[Stored items]
use async_trait::async_trait;
use uuid::Uuid;

use crate::application::pagination::PageRequest;
use crate::domain::users::user::{Role, User, UserSummary};

#[derive(Debug, Clone)]
pub struct UserCredentials {
    pub user: User,
    pub password_hash: String,
}

#[async_trait]
pub trait UserRepository: Send + Sync {
    /// Returns `None` when the email is already registered.
    async fn create_user(
        &self,
        email: &str,
        name: &str,
        password_hash: &str,
        role: Role,
    ) -> anyhow::Result<Option<User>>;
    async fn find_by_email(&self, email: &str) -> anyhow::Result<Option<UserCredentials>>;
    async fn find_by_id(&self, id: Uuid) -> anyhow::Result<Option<User>>;
    /// Users not in `exclude`, ordered by name.
    async fn list_excluding(
        &self,
        exclude: &[Uuid],
        page: PageRequest,
    ) -> anyhow::Result<(Vec<UserSummary>, i64)>;
}
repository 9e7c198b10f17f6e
use std::fmt;
use std::str::FromStr;

use uuid::Uuid;

use crate::domain::rules::RuleViolation;

/// Upper bound for a single deposit, withdrawal or transfer, in minor units.
pub const MAX_TRANSACTION_AMOUNT: i64 = 1_000_000_000;

#[derive(Debug, Clone, Copy, PartialEq, Eq)]
pub enum AccountKind {
    Checking,
    Savings,
}

impl AccountKind {
    pub fn as_str(&self) -> &'static str {
        match self {
            AccountKind::Checking => "checking",
            AccountKind::Savings => "savings",
        }
    }
}

impl FromStr for AccountKind {
    type Err = RuleViolation;

    fn from_str(s: &str) -> Result<Self, Self::Err> {
        match s {
            "checking" => Ok(AccountKind::Checking),
            "savings" => Ok(AccountKind::Savings),
            other => Err(RuleViolation::invalid(format!(
                "unknown account kind: {other}"
            ))),
        }
    }
}

#[derive(Debug, Clone, Copy, PartialEq, Eq)]
pub enum TransactionKind {
    Deposit,
    Withdrawal,
    TransferIn,
    TransferOut,
}

impl TransactionKind {
    pub fn as_str(&self) -> &'static str {
        match self {
            TransactionKind::Deposit => "deposit",
            TransactionKind::Withdrawal => "withdrawal",
            TransactionKind::TransferIn => "transfer_in",
            TransactionKind::TransferOut => "transfer_out",
        }
    }
}

impl fmt::Display for TransactionKind {
    fn fmt(&self, f: &mut fmt::Formatter<'_>) -> fmt::Result {
        f.write_str(self.as_str())
    }
}

impl FromStr for TransactionKind {
    type Err = anyhow::Error;

    fn from_str(s: &str) -> Result<Self, Self::Err> {
        match s {
            "deposit" => Ok(TransactionKind::Deposit),
            "withdrawal" => Ok(TransactionKind::Withdrawal),
            "transfer_in" => Ok(TransactionKind::TransferIn),
            "transfer_out" => Ok(TransactionKind::TransferOut),
            other => anyhow::bail!("unknown transaction kind: {other}"),
        }
    }
}

#[derive(Debug, Clone)]
pub struct Account {
    pub id: Uuid,
    pub owner_id: Uuid,
    pub account_number: String,
    pub kind: AccountKind,
    pub currency: String,
    pub balance: i64,
    pub created_at: chrono::DateTime<chrono::Utc>,
}

#[derive(Debug, Clone)]
pub struct Transaction {
    pub id: Uuid,
    pub account_id: Uuid,
    pub kind: TransactionKind,
    pub amount: i64,
    pub balance_after: i64,
    pub counterparty_account_id: Option<Uuid>,
    pub reference: String,
    pub note: Option<String>,
    pub created_at: chrono::DateTime<chrono::Utc>,
}

pub fn check_amount(amount: i64) -> Result<(), RuleViolation> {
    if amount <= 0 {
        return Err(RuleViolation::invalid("amount must be positive"));
    }
    if amount > MAX_TRANSACTION_AMOUNT {
        return Err(RuleViolation::invalid(format!(
            "amount must not exceed {MAX_TRANSACTION_AMOUNT}"
        )));
    }
    Ok(())
}

pub fn normalize_currency(raw: Option<&str>) -> Result<String, RuleViolation> {
    let code = raw.map(str::trim).filter(|s| !s.is_empty()).unwrap_or("USD");
    if code.len() != 3 || !code.chars().all(|c| c.is_ascii_alphabetic()) {
        return Err(RuleViolation::invalid("currency must be a 3-letter code"));
    }
    Ok(code.to_ascii_uppercase())
}

impl Account {
    /// Balance after taking `amount` out, refusing overdrafts.
    pub fn debit(&self, amount: i64) -> Result<i64, RuleViolation> {
        check_amount(amount)?;
        if self.balance < amount {
            return Err(RuleViolation::unprocessable("insufficient funds"));
        }
        Ok(self.balance - amount)
    }

    pub fn credit(&self, amount: i64) -> Result<i64, RuleViolation> {
        check_amount(amount)?;
        self.balance
            .checked_add(amount)
            .ok_or_else(|| RuleViolation::unprocessable("balance limit exceeded"))
    }
}

/// Checks that money may move from `from` into `to`.
pub fn check_transfer(from: &Account, to: &Account, amount: i64) -> Result<(), RuleViolation> {
    if from.id == to.id {
        return Err(RuleViolation::invalid(
            "cannot transfer to the same account",
        ));
    }
    if from.currency != to.currency {
        return Err(RuleViolation::unprocessable(format!(
            "currency mismatch: {} to {}",
            from.currency, to.currency
        )));
    }
    from.debit(amount)?;
    to.credit(amount)?;
    Ok(())
}
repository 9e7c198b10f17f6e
pub mod bank_repository_sqlx;
pub mod blog_repository_sqlx;
pub mod counter_repository_sqlx;
pub mod issues_repository_sqlx;
pub mod project_repository_sqlx;
pub mod store_repository_sqlx;
pub mod todo_repository_sqlx;
pub mod user_repository_sqlx;
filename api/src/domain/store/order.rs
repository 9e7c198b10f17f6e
use std::fmt;
use std::str::FromStr;

use uuid::Uuid;

use crate::domain::rules::RuleViolation;

#[derive(Debug, Clone, Copy, PartialEq, Eq)]
pub enum OrderStatus {
    Pending,
    Paid,
    Shipped,
    Delivered,
    Cancelled,
}

impl OrderStatus {
    pub fn as_str(&self) -> &'static str {
        match self {
            OrderStatus::Pending => "pending",
            OrderStatus::Paid => "paid",
            OrderStatus::Shipped => "shipped",
            OrderStatus::Delivered => "delivered",
            OrderStatus::Cancelled => "cancelled",
        }
    }

    pub fn can_transition_to(self, next: OrderStatus) -> bool {
        use OrderStatus::*;
        matches!(
            (self, next),
            (Pending, Paid)
                | (Paid, Shipped)
                | (Shipped, Delivered)
                | (Pending, Cancelled)
                | (Paid, Cancelled)
        )
    }

    /// Validates `self -> next`; cancelling is the only move that returns stock.
    pub fn transition(self, next: OrderStatus) -> Result<OrderStatus, RuleViolation> {
        if self.can_transition_to(next) {
            Ok(next)
        } else {
            Err(RuleViolation::conflict(format!(
                "cannot move order from {} to {}",
                self, next
            )))
        }
    }
}

impl fmt::Display for OrderStatus {
    fn fmt(&self, f: &mut fmt::Formatter<'_>) -> fmt::Result {
        f.write_str(self.as_str())
    }
}

impl FromStr for OrderStatus {
    type Err = RuleViolation;

    fn from_str(s: &str) -> Result<Self, Self::Err> {
        match s {
            "pending" => Ok(OrderStatus::Pending),
            "paid" => Ok(OrderStatus::Paid),
            "shipped" => Ok(OrderStatus::Shipped),
            "delivered" => Ok(OrderStatus::Delivered),
            "cancelled" => Ok(OrderStatus::Cancelled),
            other => Err(RuleViolation::invalid(format!(
                "unknown order status: {other}"
            ))),
        }
    }
}

#[derive(Debug, Clone)]
pub struct OrderLine {
    pub product_id: Uuid,
    pub name: String,
    pub unit_price: i64,
    pub quantity: i32,
}

#[derive(Debug, Clone)]
pub struct Order {
    pub id: Uuid,
    pub order_number: String,
    pub user_id: Uuid,
    pub status: OrderStatus,
    pub total: i64,
    pub lines: Vec<OrderLine>,
    pub created_at: chrono::DateTime<chrono::Utc>,
    pub updated_at: chrono::DateTime<chrono::Utc>,
}
use uuid::Uuid;

use crate::application::error::{ServiceError, ServiceResult};
use crate::application::ports::store_repository::StoreRepository;
use crate::domain::rules::RuleViolation;
use crate::domain::store::cart::Cart;

pub struct ShoppingCart<'a, R: StoreRepository + ?Sized> {
    pub repo: &'a R,
}

impl<'a, R: StoreRepository + ?Sized> ShoppingCart<'a, R> {
    pub async fn get(&self, user_id: Uuid) -> ServiceResult<Cart> {
        Ok(self.repo.load_cart(user_id).await?)
    }

    pub async fn add(&self, user_id: Uuid, product_id: Uuid, quantity: i32) -> ServiceResult<Cart> {
        let product = self
            .repo
            .get_product(product_id)
            .await?
            .ok_or(ServiceError::NotFound("product"))?;
        let mut cart = self.repo.load_cart(user_id).await?;
        cart.add(
            product.id,
            &product.name,
            product.price,
            quantity,
            product.stock,
        )?;
        self.repo.save_cart(user_id, &cart).await?;
        Ok(cart)
    }

    pub async fn remove(
        &self,
        user_id: Uuid,
        product_id: Uuid,
        quantity: Option<i32>,
    ) -> ServiceResult<Cart> {
        let mut cart = self.repo.load_cart(user_id).await?;
        match cart.remove(product_id, quantity) {
            Ok(_) => {}
            Err(RuleViolation::Unprocessable(_)) => return Err(ServiceError::NotFound("cart item")),
            Err(e) => return Err(e.into()),
        }
        self.repo.save_cart(user_id, &cart).await?;
        Ok(cart)
    }

    pub async fn clear(&self, user_id: Uuid) -> ServiceResult<()> {
        self.repo.save_cart(user_id, &Cart::default()).await?;
        Ok(())
    }
}
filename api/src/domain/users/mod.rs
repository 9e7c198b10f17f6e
pub mod user;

● **Your instructions**: Nothing but a number is wanted: report how many lines in the entries above contain the string "remove".

● **Exercise output**: 2